(Stored data entries)
┄┄┄┄┄┄┄┄┄┄

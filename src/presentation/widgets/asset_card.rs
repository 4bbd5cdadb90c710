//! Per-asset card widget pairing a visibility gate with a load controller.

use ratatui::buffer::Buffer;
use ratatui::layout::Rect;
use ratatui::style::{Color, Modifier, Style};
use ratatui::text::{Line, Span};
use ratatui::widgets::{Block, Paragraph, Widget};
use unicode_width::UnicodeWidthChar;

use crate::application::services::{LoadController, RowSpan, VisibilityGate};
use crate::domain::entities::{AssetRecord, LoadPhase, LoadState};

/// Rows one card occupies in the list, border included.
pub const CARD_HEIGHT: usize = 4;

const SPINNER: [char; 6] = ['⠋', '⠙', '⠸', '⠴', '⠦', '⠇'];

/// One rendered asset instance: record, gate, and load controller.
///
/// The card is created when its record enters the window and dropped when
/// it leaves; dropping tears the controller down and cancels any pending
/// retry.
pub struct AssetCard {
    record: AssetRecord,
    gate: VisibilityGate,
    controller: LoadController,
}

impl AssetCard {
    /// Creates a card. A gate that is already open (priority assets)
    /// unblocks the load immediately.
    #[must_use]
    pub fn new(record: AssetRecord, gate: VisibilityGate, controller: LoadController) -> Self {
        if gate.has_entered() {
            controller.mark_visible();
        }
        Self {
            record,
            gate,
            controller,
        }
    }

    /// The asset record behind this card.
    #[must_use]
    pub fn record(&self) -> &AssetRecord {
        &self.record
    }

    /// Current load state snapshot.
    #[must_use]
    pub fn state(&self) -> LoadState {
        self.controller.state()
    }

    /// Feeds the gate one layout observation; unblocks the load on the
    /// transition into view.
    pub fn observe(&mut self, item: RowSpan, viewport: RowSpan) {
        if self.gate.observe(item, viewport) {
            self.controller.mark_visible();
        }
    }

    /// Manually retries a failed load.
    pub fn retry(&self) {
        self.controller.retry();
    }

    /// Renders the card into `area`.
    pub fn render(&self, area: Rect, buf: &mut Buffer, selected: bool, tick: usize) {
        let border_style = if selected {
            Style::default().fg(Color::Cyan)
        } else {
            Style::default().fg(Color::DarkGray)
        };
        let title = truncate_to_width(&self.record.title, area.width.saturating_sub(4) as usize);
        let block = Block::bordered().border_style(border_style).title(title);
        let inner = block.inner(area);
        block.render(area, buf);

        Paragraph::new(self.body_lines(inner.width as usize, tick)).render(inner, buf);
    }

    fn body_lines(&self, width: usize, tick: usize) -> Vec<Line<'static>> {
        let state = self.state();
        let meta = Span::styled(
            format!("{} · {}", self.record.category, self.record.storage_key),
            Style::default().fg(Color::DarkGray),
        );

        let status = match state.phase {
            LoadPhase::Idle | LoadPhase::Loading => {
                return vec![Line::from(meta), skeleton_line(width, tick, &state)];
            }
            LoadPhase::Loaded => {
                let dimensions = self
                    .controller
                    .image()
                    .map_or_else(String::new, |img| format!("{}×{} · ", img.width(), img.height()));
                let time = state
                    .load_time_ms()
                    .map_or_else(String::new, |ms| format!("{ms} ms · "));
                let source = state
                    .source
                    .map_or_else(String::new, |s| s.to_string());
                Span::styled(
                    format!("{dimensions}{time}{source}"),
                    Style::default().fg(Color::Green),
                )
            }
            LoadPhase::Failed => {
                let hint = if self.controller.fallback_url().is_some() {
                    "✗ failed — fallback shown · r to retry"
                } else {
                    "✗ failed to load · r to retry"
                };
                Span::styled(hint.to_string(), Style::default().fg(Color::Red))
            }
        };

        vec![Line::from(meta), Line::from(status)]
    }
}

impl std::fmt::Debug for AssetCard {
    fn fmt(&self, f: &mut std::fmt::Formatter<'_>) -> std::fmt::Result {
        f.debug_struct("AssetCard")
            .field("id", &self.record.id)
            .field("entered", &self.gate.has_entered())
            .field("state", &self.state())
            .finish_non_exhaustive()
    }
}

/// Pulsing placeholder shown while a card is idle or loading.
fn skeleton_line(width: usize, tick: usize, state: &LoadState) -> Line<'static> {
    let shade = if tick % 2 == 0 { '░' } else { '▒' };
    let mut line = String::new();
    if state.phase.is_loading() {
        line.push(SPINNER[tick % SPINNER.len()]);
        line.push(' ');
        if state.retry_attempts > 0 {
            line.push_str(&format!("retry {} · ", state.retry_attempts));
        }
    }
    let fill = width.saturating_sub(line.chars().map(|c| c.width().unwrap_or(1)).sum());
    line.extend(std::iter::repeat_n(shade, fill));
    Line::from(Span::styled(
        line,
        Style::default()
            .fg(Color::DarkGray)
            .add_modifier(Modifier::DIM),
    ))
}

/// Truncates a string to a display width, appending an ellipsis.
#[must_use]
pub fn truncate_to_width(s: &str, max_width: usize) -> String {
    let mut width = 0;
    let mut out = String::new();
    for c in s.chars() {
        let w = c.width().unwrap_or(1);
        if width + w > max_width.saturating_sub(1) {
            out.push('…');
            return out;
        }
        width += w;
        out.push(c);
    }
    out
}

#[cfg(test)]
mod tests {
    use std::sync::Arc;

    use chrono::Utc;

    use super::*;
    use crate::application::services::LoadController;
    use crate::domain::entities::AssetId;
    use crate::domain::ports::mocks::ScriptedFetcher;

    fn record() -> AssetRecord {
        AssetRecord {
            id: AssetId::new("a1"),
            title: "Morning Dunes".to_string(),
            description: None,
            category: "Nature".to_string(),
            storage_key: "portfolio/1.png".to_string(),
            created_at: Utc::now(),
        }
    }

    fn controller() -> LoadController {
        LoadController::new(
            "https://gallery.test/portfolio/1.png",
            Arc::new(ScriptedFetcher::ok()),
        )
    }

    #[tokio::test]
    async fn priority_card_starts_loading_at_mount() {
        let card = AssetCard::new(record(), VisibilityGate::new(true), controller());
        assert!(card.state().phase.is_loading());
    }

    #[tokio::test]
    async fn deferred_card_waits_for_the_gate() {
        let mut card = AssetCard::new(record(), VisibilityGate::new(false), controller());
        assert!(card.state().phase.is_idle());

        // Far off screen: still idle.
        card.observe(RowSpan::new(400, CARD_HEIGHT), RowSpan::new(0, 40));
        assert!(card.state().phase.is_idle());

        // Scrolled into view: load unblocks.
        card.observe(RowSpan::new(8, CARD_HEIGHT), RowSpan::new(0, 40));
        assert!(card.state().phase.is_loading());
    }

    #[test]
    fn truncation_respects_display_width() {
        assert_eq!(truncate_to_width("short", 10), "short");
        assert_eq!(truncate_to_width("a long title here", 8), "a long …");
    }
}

┄┄┄┄┄┄┄┄┄┄

### Task statement
Every entry in the data should be returned exactly.

### Output of the exercise
filename src/presentation/widgets/asset_card.rs
repository 4bbd5cdadb90c710
//! Per-asset card widget pairing a visibility gate with a load controller.

use ratatui::buffer::Buffer;
use ratatui::layout::Rect;
use ratatui::style::{Color, Modifier, Style};
use ratatui::text::{Line, Span};
use ratatui::widgets::{Block, Paragraph, Widget};
use unicode_width::UnicodeWidthChar;

use crate::application::services::{LoadController, RowSpan, VisibilityGate};
use crate::domain::entities::{AssetRecord, LoadPhase, LoadState};

/// Rows one card occupies in the list, border included.
pub const CARD_HEIGHT: usize = 4;

const SPINNER: [char; 6] = ['⠋', '⠙', '⠸', '⠴', '⠦', '⠇'];

/// One rendered asset instance: record, gate, and load controller.
///
/// The card is created when its record enters the window and dropped when
/// it leaves; dropping tears the controller down and cancels any pending
/// retry.
pub struct AssetCard {
    record: AssetRecord,
    gate: VisibilityGate,
    controller: LoadController,
}

impl AssetCard {
    /// Creates a card. A gate that is already open (priority assets)
    /// unblocks the load immediately.
    #[must_use]
    pub fn new(record: AssetRecord, gate: VisibilityGate, controller: LoadController) -> Self {
        if gate.has_entered() {
            controller.mark_visible();
        }
        Self {
            record,
            gate,
            controller,
        }
    }

    /// The asset record behind this card.
    #[must_use]
    pub fn record(&self) -> &AssetRecord {
        &self.record
    }

    /// Current load state snapshot.
    #[must_use]
    pub fn state(&self) -> LoadState {
        self.controller.state()
    }

    /// Feeds the gate one layout observation; unblocks the load on the
    /// transition into view.
    pub fn observe(&mut self, item: RowSpan, viewport: RowSpan) {
        if self.gate.observe(item, viewport) {
            self.controller.mark_visible();
        }
    }

    /// Manually retries a failed load.
    pub fn retry(&self) {
        self.controller.retry();
    }

    /// Renders the card into `area`.
    pub fn render(&self, area: Rect, buf: &mut Buffer, selected: bool, tick: usize) {
        let border_style = if selected {
            Style::default().fg(Color::Cyan)
        } else {
            Style::default().fg(Color::DarkGray)
        };
        let title = truncate_to_width(&self.record.title, area.width.saturating_sub(4) as usize);
        let block = Block::bordered().border_style(border_style).title(title);
        let inner = block.inner(area);
        block.render(area, buf);

        Paragraph::new(self.body_lines(inner.width as usize, tick)).render(inner, buf);
    }

    fn body_lines(&self, width: usize, tick: usize) -> Vec<Line<'static>> {
        let state = self.state();
        let meta = Span::styled(
            format!("{} · {}", self.record.category, self.record.storage_key),
            Style::default().fg(Color::DarkGray),
        );

        let status = match state.phase {
            LoadPhase::Idle | LoadPhase::Loading => {
                return vec![Line::from(meta), skeleton_line(width, tick, &state)];
            }
            LoadPhase::Loaded => {
                let dimensions = self
                    .controller
                    .image()
                    .map_or_else(String::new, |img| format!("{}×{} · ", img.width(), img.height()));
                let time = state
                    .load_time_ms()
                    .map_or_else(String::new, |ms| format!("{ms} ms · "));
                let source = state
                    .source
                    .map_or_else(String::new, |s| s.to_string());
                Span::styled(
                    format!("{dimensions}{time}{source}"),
                    Style::default().fg(Color::Green),
                )
            }
            LoadPhase::Failed => {
                let hint = if self.controller.fallback_url().is_some() {
                    "✗ failed — fallback shown · r to retry"
                } else {
                    "✗ failed to load · r to retry"
                };
                Span::styled(hint.to_string(), Style::default().fg(Color::Red))
            }
        };

        vec![Line::from(meta), Line::from(status)]
    }
}

impl std::fmt::Debug for AssetCard {
    fn fmt(&self, f: &mut std::fmt::Formatter<'_>) -> std::fmt::Result {
        f.debug_struct("AssetCard")
            .field("id", &self.record.id)
            .field("entered", &self.gate.has_entered())
            .field("state", &self.state())
            .finish_non_exhaustive()
    }
}

/// Pulsing placeholder shown while a card is idle or loading.
fn skeleton_line(width: usize, tick: usize, state: &LoadState) -> Line<'static> {
    let shade = if tick % 2 == 0 { '░' } else { '▒' };
    let mut line = String::new();
    if state.phase.is_loading() {
        line.push(SPINNER[tick % SPINNER.len()]);
        line.push(' ');
        if state.retry_attempts > 0 {
            line.push_str(&format!("retry {} · ", state.retry_attempts));
        }
    }
    let fill = width.saturating_sub(line.chars().map(|c| c.width().unwrap_or(1)).sum());
    line.extend(std::iter::repeat_n(shade, fill));
    Line::from(Span::styled(
        line,
        Style::default()
            .fg(Color::DarkGray)
            .add_modifier(Modifier::DIM),
    ))
}

/// Truncates a string to a display width, appending an ellipsis.
#[must_use]
pub fn truncate_to_width(s: &str, max_width: usize) -> String {
    let mut width = 0;
    let mut out = String::new();
    for c in s.chars() {
        let w = c.width().unwrap_or(1);
        if width + w > max_width.saturating_sub(1) {
            out.push('…');
            return out;
        }
        width += w;
        out.push(c);
    }
    out
}

#[cfg(test)]
mod tests {
    use std::sync::Arc;

    use chrono::Utc;

    use super::*;
    use crate::application::services::LoadController;
    use crate::domain::entities::AssetId;
    use crate::domain::ports::mocks::ScriptedFetcher;

    fn record() -> AssetRecord {
        AssetRecord {
            id: AssetId::new("a1"),
            title: "Morning Dunes".to_string(),
            description: None,
            category: "Nature".to_string(),
            storage_key: "portfolio/1.png".to_string(),
            created_at: Utc::now(),
        }
    }

    fn controller() -> LoadController {
        LoadController::new(
            "https://gallery.test/portfolio/1.png",
            Arc::new(ScriptedFetcher::ok()),
        )
    }

    #[tokio::test]
    async fn priority_card_starts_loading_at_mount() {
        let card = AssetCard::new(record(), VisibilityGate::new(true), controller());
        assert!(card.state().phase.is_loading());
    }

    #[tokio::test]
    async fn deferred_card_waits_for_the_gate() {
        let mut card = AssetCard::new(record(), VisibilityGate::new(false), controller());
        assert!(card.state().phase.is_idle());

        // Far off screen: still idle.
        card.observe(RowSpan::new(400, CARD_HEIGHT), RowSpan::new(0, 40));
        assert!(card.state().phase.is_idle());

        // Scrolled into view: load unblocks.
        card.observe(RowSpan::new(8, CARD_HEIGHT), RowSpan::new(0, 40));
        assert!(card.state().phase.is_loading());
    }

    #[test]
    fn truncation_respects_display_width() {
        assert_eq!(truncate_to_width("short", 10), "short");
        assert_eq!(truncate_to_width("a long title here", 8), "a long …");
    }
}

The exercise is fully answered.